Moses and his One God: Jewish Roots

Christianity and Islam are the most wide spread and influential monotheistic religions in the world today by any measure, and both sprung from and were heavily influenced by the monotheistic religions, and metaphysical and philosophical systems, that preceded them most notably Judaism, but Zoroastrianism as a close and far less recognizable second. These influences are evident by the effective incorporation of Judaic mythology and tradition into the Bible and Christian tradition, the explicit references to the Jesus and the Abrahamic roots of Islam in the Qur’an, and less explicitly to the incorporation of many of the themes and divine principles of Zoroastrianism into Christianity. But to fully understand the process by which these monotheistic faiths became so widely adopted, and monotheism became almost synonymous with civilization, one must look into ancient times and analyze the underlying historical socio-political forces that were at play while these faiths and religious systems evolved.

Judaism has its roots deep in ancient history, and in many respects represents one of the oldest and most well documented ancient monotheistic traditions.
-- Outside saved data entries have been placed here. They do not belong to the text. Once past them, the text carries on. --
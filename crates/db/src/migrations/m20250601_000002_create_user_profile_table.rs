//! Create user profile table migration.

use sea_orm_migration::prelude::*;

#[derive(DeriveMigrationName)]
pub struct Migration;

#[async_trait::async_trait]
impl MigrationTrait for Migration {
    async fn up(&self, manager: &SchemaManager) -> Result<(), DbErr> {
        manager
            .create_table(
                Table::create()
                    .table(UserProfile::Table)
                    .if_not_exists()
                    .col(
                        ColumnDef::new(UserProfile::UserId)
                            .string_len(32)
                            .not_null()
                            .primary_key(),
                    )
                    .col(ColumnDef::new(UserProfile::Password).string_len(256).not_null())
                    .col(ColumnDef::new(UserProfile::Phone).string_len(32))
                    .col(ColumnDef::new(UserProfile::Email).string_len(256))
                    .col(ColumnDef::new(UserProfile::Village).string_len(128))
                    .col(ColumnDef::new(UserProfile::District).string_len(128))
                    .col(ColumnDef::new(UserProfile::State).string_len(128))
                    .col(ColumnDef::new(UserProfile::UpdatedAt).timestamp_with_time_zone())
                    .foreign_key(
                        ForeignKey::create()
                            .name("fk_user_profile_user")
                            .from(UserProfile::Table, UserProfile::UserId)
                            .to(User::Table, User::Id)
                            .on_delete(ForeignKeyAction::Cascade),
                    )
                    .to_owned(),
            )
            .await
    }

    async fn down(&self, manager: &SchemaManager) -> Result<(), DbErr> {
        manager
            .drop_table(Table::drop().table(UserProfile::Table).to_owned())
            .await
    }
}

#[derive(Iden)]
enum UserProfile {
    Table,
    UserId,
    Password,
    Phone,
    Email,
    Village,
    District,
    State,
    UpdatedAt,
}

#[derive(Iden)]
enum User {
    Table,
    Id,
}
Some of the historical narrative of the Old Testament can be placed well back into the second millennium BCE judging by the historical evidence from within the Old Testament itself as well as archeological evidence independent of the scripture. The Jewish tradition was born out of the eastern Mediterranean and shows marked Sumerian and Babylonian influence, this can be seen most predominantly in the mythology and historical narrative of Genesis whose creation and flood stories share many common attributes with its Sumer-Babylonian neighbors.
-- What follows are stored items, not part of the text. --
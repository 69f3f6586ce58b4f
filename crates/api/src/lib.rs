//! HTTP API layer for the Smart Agriculture Exchange.
//!
//! This crate provides the JSON API used by farmers, buyers and admins:
//!
//! - **Endpoints**: POST routes with JSON bodies, grouped by role
//! - **Extractors**: The authenticated caller
//! - **Middleware**: Bearer-token authentication and rate limiting
//!
//! Built on Axum 0.8 with Tower middleware stack.

pub mod endpoints;
pub mod extractors;
pub mod middleware;
pub mod rate_limit;
pub mod response;

pub use endpoints::router;
pub use middleware::{AppState, auth_middleware};
pub use rate_limit::{ApiRateLimiter, RateLimitConfig, RateLimiterState, rate_limit_middleware};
Judaism today, and from its outset upon its founding by Moses, teaches that there is only one God and no other God is to be worshipped other than He, namely Yahweh. The Jewish mode of worship, its religious practices and ritual, and even its ethical and moral precepts, are based upon both an oral and a written tradition as encapsulated in what they call the Torah, the sum total of which is said to have been handed down by Yahweh to Moses directly and are captured in the Books of Moses, or the first 5 Books of the Old Testament of the Christian canon, which encapsulate the heart of the Torah in the Jewish faith.
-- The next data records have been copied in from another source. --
//! Helpers for tests that need a real `PostgreSQL` database.

use std::sync::Arc;

use sea_orm::{ConnectionTrait, Database, DatabaseBackend, DatabaseConnection, DbErr, Statement};
use sea_orm_migration::MigratorTrait;
use tracing::info;

use crate::migrations::Migrator;

/// Connection settings for the test database, read from `TEST_DB_*`.
#[derive(Debug, Clone)]
pub struct TestDbConfig {
    /// Database host.
    pub host: String,
    /// Database port.
    pub port: u16,
    /// Database username.
    pub username: String,
    /// Database password.
    pub password: String,
    /// Database name.
    pub database: String,
}

impl Default for TestDbConfig {
    fn default() -> Self {
        Self {
            host: std::env::var("TEST_DB_HOST").unwrap_or_else(|_| "localhost".to_string()),
            port: std::env::var("TEST_DB_PORT")
                .ok()
                .and_then(|p| p.parse().ok())
                .unwrap_or(5433),
            username: std::env::var("TEST_DB_USER").unwrap_or_else(|_| "agrex_test".to_string()),
            password: std::env::var("TEST_DB_PASSWORD")
                .unwrap_or_else(|_| "agrex_test".to_string()),
            database: std::env::var("TEST_DB_NAME").unwrap_or_else(|_| "agrex_test".to_string()),
        }
    }
}

impl TestDbConfig {
    /// URL of the test database.
    #[must_use]
    pub fn database_url(&self) -> String {
        format!(
            "postgres://{}:{}@{}:{}/{}",
            self.username, self.password, self.host, self.port, self.database
        )
    }

    /// URL of the maintenance database used to create and drop test databases.
    #[must_use]
    pub fn postgres_url(&self) -> String {
        format!(
            "postgres://{}:{}@{}:{}/postgres",
            self.username, self.password, self.host, self.port
        )
    }
}

/// A migrated test database.
pub struct TestDatabase {
    /// Database connection, shared with the repositories under test.
    pub conn: Arc<DatabaseConnection>,
    /// Database configuration.
    pub config: TestDbConfig,
}

impl TestDatabase {
    /// Connect with a custom configuration and run migrations.
    pub async fn with_config(config: TestDbConfig) -> Result<Self, DbErr> {
        let conn = Database::connect(&config.database_url()).await?;
        Migrator::up(&conn, None).await?;

        info!(database = %config.database, "Connected to test database");

        Ok(Self {
            conn: Arc::new(conn),
            config,
        })
    }

    /// Create a uniquely named, migrated database (for parallel tests).
    pub async fn create_unique() -> Result<Self, DbErr> {
        let mut config = TestDbConfig::default();
        let suffix = uuid::Uuid::new_v4().simple().to_string();
        config.database = format!("agrex_test_{}", &suffix[..8]);

        let postgres_conn = Database::connect(&config.postgres_url()).await?;
        postgres_conn
            .execute(Statement::from_string(
                DatabaseBackend::Postgres,
                format!("CREATE DATABASE \"{}\"", config.database),
            ))
            .await?;
        postgres_conn.close().await?;

        info!(database = %config.database, "Created unique test database");

        Self::with_config(config).await
    }

    /// Drop a database made by [`Self::create_unique`].
    pub async fn drop_database(self) -> Result<(), DbErr> {
        // Repositories still holding the connection are cut off below.
        if let Ok(conn) = Arc::try_unwrap(self.conn) {
            conn.close().await?;
        }

        let postgres_conn = Database::connect(&self.config.postgres_url()).await?;

        // Stray pool connections would block the drop.
        postgres_conn
            .execute(Statement::from_string(
                DatabaseBackend::Postgres,
                format!(
                    "SELECT pg_terminate_backend(pid) FROM pg_stat_activity WHERE datname = '{}'",
                    self.config.database
                ),
            ))
            .await
            .ok();

        postgres_conn
            .execute(Statement::from_string(
                DatabaseBackend::Postgres,
                format!("DROP DATABASE IF EXISTS \"{}\"", self.config.database),
            ))
            .await?;
        postgres_conn.close().await?;

        info!(database = %self.config.database, "Dropped test database");
        Ok(())
    }
}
As far as when Moses might have lived, if you use the events in the Books of Moses themselves and marry the timeline therein to archeological and other historical evidence which more narrowly identifies the timeframe of the Egyptian and Babylonian Pharaohs and Kings for example, you end up with a mid-15th century BCE date give or take for the Exodus, which puts Moses’s life and works somewhere in the middle of the second millennium BCE if we presume he is an actual historical figure which is probably not that far fetched as could be said of many pre-historical mythical figures which in all likelihood had some basis in fact from which their stories emerged.  But the oldest extant documents of the Jewish faith however, date from the Hellenistic period some 1000 years or so after Moses supposedly lived, so we’re looking at roughly one thousand years or so of oral tradition before the scripture is actually written down and such writing survives down to us directly. This extant literature include Hebrew and Aramaic papyri with biblical fragments such as the Dead Sea Scrolls, and then literature in Greek such as the Septuagint which was compiled in the late 3rd to middle 2nd century BCE or so.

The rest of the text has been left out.